Fulgencio de la Vega y Santos (5 November 1805 – 1 August 1868) nicknamed "Tata Vega" was a Conservative Nicaraguan politician that is often credited with moving the Nicaraguan capital to Managua. He served as 9th Supreme Director from November 1851 to 1852. He was preceded by José de Jesús Alfaro and succeeded by José Laureano Pineda Ugarte.

Background 
He was born in Granada on 5 November 1805 from the marriage of Deogracias de la Vega y Fajardo with Josefina Santos Argüello. He married Mercedes Vega Chamorro who was his first cousin, daughter of his paternal uncle, Francisco la Vega and Fajardo with Josefa Chamorro, the illustrious hero of 11 November 1811.

Early Military Career 
He always militated on the conservative side next to Brigadier General Fruto Chamorro, he is a prototype character in Nicaraguan political history as he exemplifies the typical Creole leader with all his qualities and defects. He was energetic, endowed with striking cunning and proven bravery, and was called "Borbollón" because he spoke loudly.

His participation in politics were always prominent from a very young age, such as when Colonel Cleto Ordóñez launched the first social revolution in Nicaragua, Vega, who was only 19, saw how the Oligarchs were persecuted and snatched and rolled on the ground.

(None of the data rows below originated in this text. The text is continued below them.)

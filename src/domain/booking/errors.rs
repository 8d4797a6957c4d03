//! Booking-specific error types.
//!
//! # HTTP Status Mapping
//!
//! | Error | HTTP Status |
//! |-------|-------------|
//! | NotFound | 404 |
//! | NotOwner | 403 |
//! | AlreadyBooked | 409 |
//! | SlotFull | 409 |
//! | SlotInPast | 400 |
//! | InvalidSlotId | 400 |
//! | InvalidState | 409 |
//! | ValidationFailed | 400 |
//! | Infrastructure | 500 |

use crate::domain::foundation::{BookingId, DomainError, UserId};

/// Demo class booking errors.
#[derive(Debug, Clone, PartialEq, Eq)]
pub enum BookingError {
    /// Booking was not found.
    NotFound(BookingId),

    /// The booking belongs to another user.
    NotOwner(BookingId),

    /// The user already holds a non-cancelled future booking.
    AlreadyBooked(UserId),

    /// Every seat in the slot is taken.
    SlotFull { slot_id: String },

    /// The slot start time is in the past.
    SlotInPast { slot_id: String },

    /// The slot identifier could not be decoded.
    InvalidSlotId { slot_id: String },

    /// Invalid state for the requested operation.
    InvalidState { current: String, attempted: String },

    /// Validation failed.
    ValidationFailed { field: String, message: String },

    /// Infrastructure error.
    Infrastructure(String),
}

impl BookingError {
    pub fn not_found(id: BookingId) -> Self {
        BookingError::NotFound(id)
    }

    pub fn not_owner(id: BookingId) -> Self {
        BookingError::NotOwner(id)
    }

    pub fn already_booked(user_id: UserId) -> Self {
        BookingError::AlreadyBooked(user_id)
    }

    pub fn slot_full(slot_id: impl Into<String>) -> Self {
        BookingError::SlotFull {
            slot_id: slot_id.into(),
        }
    }

    pub fn slot_in_past(slot_id: impl Into<String>) -> Self {
        BookingError::SlotInPast {
            slot_id: slot_id.into(),
        }
    }

    pub fn invalid_slot_id(slot_id: impl Into<String>) -> Self {
        BookingError::InvalidSlotId {
            slot_id: slot_id.into(),
        }
    }

    pub fn invalid_state(current: impl Into<String>, attempted: impl Into<String>) -> Self {
        BookingError::InvalidState {
            current: current.into(),
            attempted: attempted.into(),
        }
    }

    pub fn validation_failed(field: impl Into<String>, message: impl Into<String>) -> Self {
        BookingError::ValidationFailed {
            field: field.into(),
            message: message.into(),
        }
    }

    pub fn message(&self) -> String {
        match self {
            BookingError::NotFound(id) => format!("Booking {} not found", id),
            BookingError::NotOwner(id) => {
                format!("Booking {} belongs to a different user", id)
            }
            BookingError::AlreadyBooked(_) => {
                "You already have an upcoming demo class booked".to_string()
            }
            BookingError::SlotFull { slot_id } => format!("Slot {} is fully booked", slot_id),
            BookingError::SlotInPast { slot_id } => {
                format!("Slot {} has already started", slot_id)
            }
            BookingError::InvalidSlotId { slot_id } => {
                format!("Invalid slot identifier: {}", slot_id)
            }
            BookingError::InvalidState { current, attempted } => {
                format!("Cannot {} while booking is {}", attempted, current)
            }
            BookingError::ValidationFailed { field, message } => {
                format!("Invalid {}: {}", field, message)
            }
            BookingError::Infrastructure(msg) => msg.clone(),
        }
    }
}

impl std::fmt::Display for BookingError {
    fn fmt(&self, f: &mut std::fmt::Formatter<'_>) -> std::fmt::Result {
        write!(f, "{}", self.message())
    }
}

impl std::error::Error for BookingError {}

impl From<DomainError> for BookingError {
    fn from(err: DomainError) -> Self {
        BookingError::Infrastructure(err.to_string())
    }
}
//! Payment domain: one-shot purchases, two-part installment plans and
//! gateway signature verification.

mod aggregate;
mod errors;
mod installment;
mod signature;
mod status;

pub use aggregate::Payment;
pub use errors::PaymentError;
pub use installment::{Installment, INSTALLMENT_COUNT};
pub use signature::GatewaySignatureVerifier;
pub use status::{InstallmentStatus, PaymentKind, PaymentStatus};
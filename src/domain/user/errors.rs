//! User-specific error types.
//!
//! # HTTP Status Mapping
//!
//! | Error | HTTP Status |
//! |-------|-------------|
//! | NotFound | 404 |
//! | EmailTaken | 409 |
//! | InvalidCredentials | 401 |
//! | OtpUnavailable | 403 |
//! | ValidationFailed | 400 |
//! | Infrastructure | 500 |

use crate::domain::foundation::{DomainError, UserId};

/// User account and preference errors.
#[derive(Debug, Clone, PartialEq, Eq)]
pub enum UserError {
    /// User was not found.
    NotFound(UserId),

    /// Another account already uses the email.
    EmailTaken { email: String },

    /// Email/password or phone/OTP did not match.
    InvalidCredentials,

    /// OTP login is not available in this deployment.
    OtpUnavailable,

    /// Validation failed.
    ValidationFailed { field: String, message: String },

    /// Infrastructure error.
    Infrastructure(String),
}

impl UserError {
    pub fn not_found(id: UserId) -> Self {
        UserError::NotFound(id)
    }

    pub fn email_taken(email: impl Into<String>) -> Self {
        UserError::EmailTaken {
            email: email.into(),
        }
    }

    pub fn invalid_credentials() -> Self {
        UserError::InvalidCredentials
    }

    pub fn validation_failed(field: impl Into<String>, message: impl Into<String>) -> Self {
        UserError::ValidationFailed {
            field: field.into(),
            message: message.into(),
        }
    }

    pub fn message(&self) -> String {
        match self {
            UserError::NotFound(id) => format!("User {} not found", id),
            UserError::EmailTaken { email } => {
                format!("An account with email {} already exists", email)
            }
            UserError::InvalidCredentials => "Invalid credentials".to_string(),
            UserError::OtpUnavailable => {
                "OTP login is not available".to_string()
            }
            UserError::ValidationFailed { field, message } => {
                format!("Invalid {}: {}", field, message)
            }
            UserError::Infrastructure(msg) => msg.clone(),
        }
    }
}

impl std::fmt::Display for UserError {
    fn fmt(&self, f: &mut std::fmt::Formatter<'_>) -> std::fmt::Result {
        write!(f, "{}", self.message())
    }
}

impl std::error::Error for UserError {}

impl From<DomainError> for UserError {
    fn from(err: DomainError) -> Self {
        UserError::Infrastructure(err.to_string())
    }
}
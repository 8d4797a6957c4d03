//! GetAvailableSlotsHandler - Query handler for the daily demo slot grid.

use std::sync::Arc;

use chrono::NaiveDate;

use crate::domain::booking::{slot_times_for_date, BookingError, DemoSlot};
use crate::domain::foundation::Timestamp;
use crate::ports::BookingRepository;

#[derive(Debug, Clone, Copy)]
pub struct GetAvailableSlotsQuery {
    pub date: NaiveDate,
}

/// Handler listing the bookable slots on a date with their remaining seats.
/// Slots that have already started are omitted; full slots stay in the list
/// so clients can render them as unavailable.
pub struct GetAvailableSlotsHandler {
    bookings: Arc<dyn BookingRepository>,
}

impl GetAvailableSlotsHandler {
    pub fn new(bookings: Arc<dyn BookingRepository>) -> Self {
        Self { bookings }
    }

    pub async fn handle(
        &self,
        query: GetAvailableSlotsQuery,
    ) -> Result<Vec<DemoSlot>, BookingError> {
        let now = Timestamp::now();
        let upcoming: Vec<Timestamp> = slot_times_for_date(query.date)
            .into_iter()
            .filter(|start| start.is_after(&now))
            .collect();
        if upcoming.is_empty() {
            return Ok(Vec::new());
        }

        let counts = self.bookings.count_confirmed_at(&upcoming).await?;
        let slots = upcoming
            .into_iter()
            .map(|start| {
                let booked = counts
                    .iter()
                    .find(|(time, _)| *time == start)
                    .map(|(_, count)| *count)
                    .unwrap_or(0);
                DemoSlot::new(start, booked)
            })
            .collect();
        Ok(slots)
    }
}
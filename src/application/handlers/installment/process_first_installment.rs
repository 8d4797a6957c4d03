//! ProcessFirstInstallmentHandler - Command handler for the first
//! installment charge report.

use std::sync::Arc;

use crate::domain::foundation::{PaymentId, PlanId, UserId};
use crate::domain::payment::{
    GatewaySignatureVerifier, Installment, Payment, PaymentError,
};
use crate::ports::{PaymentRepository, PlanRepository};

/// Command carrying the gateway's report of the first installment charge.
#[derive(Debug, Clone)]
pub struct ProcessFirstInstallmentCommand {
    pub user_id: UserId,
    pub plan_id: PlanId,
    pub gateway_order_id: String,
    pub gateway_payment_id: String,
    pub signature: String,
    pub method: Option<String>,
}

/// The created purchase with its full schedule.
#[derive(Debug, Clone)]
pub struct ProcessFirstInstallmentResult {
    pub payment: Payment,
    pub installments: Vec<Installment>,
}

/// Handler recording a settled first installment.
///
/// Verifies the signature before any write, then lands the pending payment,
/// both installment rows and the paid mark of installment 1 in a single
/// transaction. The payment stays pending until installment 2 settles.
pub struct ProcessFirstInstallmentHandler {
    payments: Arc<dyn PaymentRepository>,
    plans: Arc<dyn PlanRepository>,
    verifier: Arc<GatewaySignatureVerifier>,
}

impl ProcessFirstInstallmentHandler {
    pub fn new(
        payments: Arc<dyn PaymentRepository>,
        plans: Arc<dyn PlanRepository>,
        verifier: Arc<GatewaySignatureVerifier>,
    ) -> Self {
        Self {
            payments,
            plans,
            verifier,
        }
    }

    pub async fn handle(
        &self,
        cmd: ProcessFirstInstallmentCommand,
    ) -> Result<ProcessFirstInstallmentResult, PaymentError> {
        // 1. Verify the gateway signature before any write.
        self.verifier.verify(
            &cmd.gateway_order_id,
            &cmd.gateway_payment_id,
            &cmd.signature,
        )?;

        // 2. Resolve the plan and its split.
        let plan = self
            .plans
            .find_by_id(cmd.plan_id)
            .await?
            .filter(|p| p.active)
            .ok_or_else(|| PaymentError::plan_not_found(cmd.plan_id))?;
        let scheme = plan
            .installment_scheme()
            .map_err(|e| PaymentError::validation_failed("plan", e.message()))?;

        // 3. Build the purchase: pending payment, two installments, the
        //    first already settled by this charge.
        let mut payment = Payment::start_installments(
            PaymentId::new(),
            cmd.user_id,
            cmd.plan_id,
            plan.price,
            cmd.gateway_order_id,
        );
        payment.method = cmd.method;
        let mut installments = Installment::schedule(payment.id, &scheme).to_vec();
        installments[0]
            .mark_paid(cmd.gateway_payment_id)
            .map_err(PaymentError::from)?;

        // 4. One transaction for all three rows.
        self.payments
            .insert_installment_purchase(&payment, &installments)
            .await?;

        // Reminder delivery is not integrated; the schedule row carries the
        // due date and this log is the hook.
        tracing::info!(
            payment_id = %payment.id,
            due_date = %installments[1].due_date,
            "second installment reminder scheduled"
        );

        Ok(ProcessFirstInstallmentResult {
            payment,
            installments,
        })
    }
}
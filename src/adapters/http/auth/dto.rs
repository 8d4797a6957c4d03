//! Request/response DTOs for auth endpoints.

use serde::{Deserialize, Serialize};

use crate::domain::session::Session;
use crate::domain::user::{Preferences, User};

#[derive(Debug, Clone, Deserialize)]
pub struct RegisterRequest {
    pub name: String,
    pub email: String,
    pub phone: String,
    pub password: String,
}

#[derive(Debug, Clone, Deserialize)]
pub struct LoginRequest {
    pub email: String,
    pub password: String,
}

#[derive(Debug, Clone, Deserialize)]
pub struct MembershipLoginRequest {
    pub phone: String,
    pub otp: String,
}

/// Account data returned to the client. Never carries the password hash.
#[derive(Debug, Clone, Serialize)]
pub struct UserResponse {
    pub id: String,
    pub name: String,
    pub email: String,
    pub phone: String,
    pub preferences: Preferences,
}

impl From<User> for UserResponse {
    fn from(user: User) -> Self {
        Self {
            id: user.id.to_string(),
            name: user.name,
            email: user.email,
            phone: user.phone,
            preferences: user.preferences,
        }
    }
}

/// A minted session the client authenticates with from now on.
#[derive(Debug, Clone, Serialize)]
pub struct SessionResponse {
    pub token: String,
    pub expires_at: String,
}

impl From<Session> for SessionResponse {
    fn from(session: Session) -> Self {
        Self {
            token: session.token,
            expires_at: session.expires_at.as_datetime().to_rfc3339(),
        }
    }
}

#[derive(Debug, Clone, Serialize)]
pub struct AuthResponse {
    pub user: UserResponse,
    pub session: SessionResponse,
}

impl AuthResponse {
    pub fn new(user: User, session: Session) -> Self {
        Self {
            user: user.into(),
            session: session.into(),
        }
    }
}

#[derive(Debug, Clone, Serialize)]
pub struct LogoutResponse {
    pub message: String,
}
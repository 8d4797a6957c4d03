//! HTTP handlers for one-shot payment endpoints.

use std::sync::Arc;

use axum::{
    extract::{Path, State},
    http::StatusCode,
    response::{IntoResponse, Response},
    Json,
};

use crate::adapters::http::error::ApiError;
use crate::adapters::http::middleware::RequireSession;
use crate::application::handlers::payment::{
    GetPaymentStatusHandler, ProcessPaymentCommand, ProcessPaymentHandler, ProcessPaymentResult,
};
use crate::domain::foundation::{PaymentId, PlanId};
use crate::domain::payment::PaymentError;

use super::dto::{PaymentStatusResponse, ProcessPaymentRequest, ProcessPaymentResponse};

// ════════════════════════════════════════════════════════════════════════════
// Handler state
// ════════════════════════════════════════════════════════════════════════════

#[derive(Clone)]
pub struct PaymentHandlers {
    process_payment_handler: Arc<ProcessPaymentHandler>,
    get_status_handler: Arc<GetPaymentStatusHandler>,
}

impl PaymentHandlers {
    pub fn new(
        process_payment_handler: Arc<ProcessPaymentHandler>,
        get_status_handler: Arc<GetPaymentStatusHandler>,
    ) -> Self {
        Self {
            process_payment_handler,
            get_status_handler,
        }
    }
}

// ════════════════════════════════════════════════════════════════════════════
// HTTP handlers
// ════════════════════════════════════════════════════════════════════════════

/// POST /api/payments/process - Record a settled one-shot purchase
pub async fn process_payment(
    State(handlers): State<PaymentHandlers>,
    RequireSession(session): RequireSession,
    Json(req): Json<ProcessPaymentRequest>,
) -> Response {
    let plan_id = match req.plan_id.parse::<PlanId>() {
        Ok(id) => id,
        Err(_) => return ApiError::bad_request("plan_id must be a UUID").into_response(),
    };

    let cmd = ProcessPaymentCommand {
        user_id: session.user_id,
        plan_id,
        gateway_order_id: req.gateway_order_id,
        gateway_payment_id: req.gateway_payment_id,
        signature: req.signature,
        method: req.method,
    };

    match handlers.process_payment_handler.handle(cmd).await {
        Ok(ProcessPaymentResult::Recorded(payment)) => (
            StatusCode::CREATED,
            Json(ProcessPaymentResponse {
                payment: payment.into(),
                already_processed: false,
            }),
        )
            .into_response(),
        Ok(ProcessPaymentResult::AlreadyProcessed(payment)) => (
            StatusCode::OK,
            Json(ProcessPaymentResponse {
                payment: payment.into(),
                already_processed: true,
            }),
        )
            .into_response(),
        Err(e) => ApiError::from(e).into_response(),
    }
}

/// GET /api/payments/:id/status - Status projection for one payment
pub async fn get_payment_status(
    State(handlers): State<PaymentHandlers>,
    RequireSession(session): RequireSession,
    Path(id): Path<String>,
) -> Response {
    let payment_id = match id.parse::<PaymentId>() {
        Ok(id) => id,
        Err(_) => return ApiError::bad_request("payment id must be a UUID").into_response(),
    };

    match handlers.get_status_handler.handle(payment_id).await {
        // Another user's payment reads as absent rather than forbidden.
        Ok(payment) if payment.user_id != session.user_id => {
            ApiError::from(PaymentError::not_found(payment_id)).into_response()
        }
        Ok(payment) => {
            (StatusCode::OK, Json(PaymentStatusResponse::from(payment))).into_response()
        }
        Err(e) => ApiError::from(e).into_response(),
    }
}
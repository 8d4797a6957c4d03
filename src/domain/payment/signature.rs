//! Gateway payment signature verification.
//!
//! The gateway signs each completed payment with HMAC-SHA256 over
//! `order_id|payment_id` using the shared key secret, hex-encoded. The
//! signature MUST be verified before any row is written; comparison is
//! constant-time.

use hmac::{Hmac, Mac};
use secrecy::{ExposeSecret, Secret};
use sha2::Sha256;
use subtle::ConstantTimeEq;

use super::PaymentError;

/// Verifier for gateway payment signatures.
pub struct GatewaySignatureVerifier {
    secret: Secret<String>,
}

impl GatewaySignatureVerifier {
    /// Creates a new verifier with the shared gateway secret.
    pub fn new(secret: Secret<String>) -> Self {
        Self { secret }
    }

    /// Verifies the signature the gateway reported for a payment.
    ///
    /// # Errors
    ///
    /// Returns `PaymentError::InvalidSignature` on a hex-malformed or
    /// mismatched signature.
    pub fn verify(
        &self,
        order_id: &str,
        payment_id: &str,
        signature_hex: &str,
    ) -> Result<(), PaymentError> {
        let provided =
            hex::decode(signature_hex).map_err(|_| PaymentError::invalid_signature())?;
        let expected = self.compute(order_id, payment_id);

        if !constant_time_compare(&expected, &provided) {
            return Err(PaymentError::invalid_signature());
        }
        Ok(())
    }

    /// Produces the hex-encoded signature for a payment, as the gateway would.
    ///
    /// Used by the mock gateway and test fixtures.
    pub fn sign(&self, order_id: &str, payment_id: &str) -> String {
        hex::encode(self.compute(order_id, payment_id))
    }

    fn compute(&self, order_id: &str, payment_id: &str) -> Vec<u8> {
        let signed_payload = format!("{}|{}", order_id, payment_id);
        let mut mac = Hmac::<Sha256>::new_from_slice(self.secret.expose_secret().as_bytes())
            .expect("HMAC accepts any key");
        mac.update(signed_payload.as_bytes());
        mac.finalize().into_bytes().to_vec()
    }
}

/// Performs constant-time comparison of two byte slices.
fn constant_time_compare(a: &[u8], b: &[u8]) -> bool {
    if a.len() != b.len() {
        return false;
    }
    a.ct_eq(b).into()
}
//! HTTP routes for auth endpoints.

use axum::{routing::post, Router};

use super::handlers::{login, logout, membership_login, register, AuthHandlers};

/// Creates the auth router with all endpoints.
pub fn auth_routes(handlers: AuthHandlers) -> Router {
    Router::new()
        .route("/register", post(register))
        .route("/login", post(login))
        .route("/membership-login", post(membership_login))
        .route("/logout", post(logout))
        .with_state(handlers)
}
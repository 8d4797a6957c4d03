//! Command and query handlers, one module per bounded area.

pub mod auth;
pub mod booking;
pub mod installment;
pub mod payment;
pub mod plan;
pub mod subscription;
pub mod user;

#[cfg(test)]
pub mod test_support;
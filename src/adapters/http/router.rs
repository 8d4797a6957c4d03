//! Top-level API router assembly.

use axum::{middleware, routing::get, Router};

use super::auth::{auth_routes, AuthHandlers};
use super::demo::{demo_routes, DemoHandlers};
use super::installment::{installment_routes, InstallmentHandlers};
use super::middleware::{session_middleware, SessionState};
use super::payment::{payment_routes, PaymentHandlers};
use super::plan::{plan_routes, PlanHandlers};
use super::subscription::{subscription_routes, SubscriptionHandlers};
use super::user::{user_routes, UserHandlers};

/// Everything the API router needs, one state struct per module.
pub struct ApiHandlers {
    pub auth: AuthHandlers,
    pub user: UserHandlers,
    pub plan: PlanHandlers,
    pub payment: PaymentHandlers,
    pub installment: InstallmentHandlers,
    pub subscription: SubscriptionHandlers,
    pub demo: DemoHandlers,
}

/// Builds the `/api` router with the session middleware applied to every
/// route. Public endpoints simply never read the injected context.
pub fn api_router(handlers: ApiHandlers, sessions: SessionState) -> Router {
    Router::new()
        .nest("/api/auth", auth_routes(handlers.auth))
        .nest("/api/user", user_routes(handlers.user))
        .nest("/api/plans", plan_routes(handlers.plan))
        .nest("/api/payments", payment_routes(handlers.payment))
        .nest("/api/installments", installment_routes(handlers.installment))
        .nest("/api/subscriptions", subscription_routes(handlers.subscription))
        .nest("/api/demo", demo_routes(handlers.demo))
        .route("/health", get(health))
        .layer(middleware::from_fn_with_state(sessions, session_middleware))
}

async fn health() -> &'static str {
    "ok"
}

He participated in the first civil war in 1827, as well as the anti-constitutionalist rebellion of 1834 during the government of José Núñez,  His name is linked to important events in the early history of Nicaragua; since there was no event from 1830 to 1868, mainly in Granada, that he did not count on his active participation.

As Supreme Director 

At dawn on 4 August 1851, General José Trinidad Muñoz carried out a military coup against Laureano Pineda and organized a Provisional Government based in León naming Justo Abaunza Interim Supreme Director.

The Assembly reunited in Managua, replied to the uprising of Muñoz, naming Senator José Francisco del Montenegro, Supreme Director in the absence of Pineda, who organized his government in Granada.

With the sudden death of the Montenegro, José de Jesús Alfaro took over temporarily until the Assembly, to fill the vacancy, conferred the High Position on Senator Vega, who, in the exercise of Supreme Command, commuted the death sentence handed down against General Muñoz for the expatriation to El Salvador, made effective in October 1851.

Flugencio's Caudillismo 

He was a popular caudillo and those who followed him fervently believed in him, because he was all for public service. Any commotion in Granada's political life would have repercussions in Vega's house, and people wondered: "What does 'Tata' Vega say?"

To give an idea of what Vega's caudillismo was, it is said that once his followers came to propose the candidacy for Supreme Director of the State, laughing he told them:

"The Supreme Director is a Nicaraguan who serves Nicaraguans without distinction of political color, seeing only the general interests of the Nation. Without hesitation he cuts the bad finger, not allowing incorrect handling even if they are from his own supporters. On the other hand, the caudillo is a man dedicated solely to benefiting his supporters, without seeing any defect in them. The caudillo gives his friends everything, even his pants, and for them he sacrifices himself day and night."

He concluded by asking:

"What do you want? To see Fulgencio Vega as Supreme Director or for him to continue being a caudillo?"

And mockingly they said with one voice: "Caudillo!"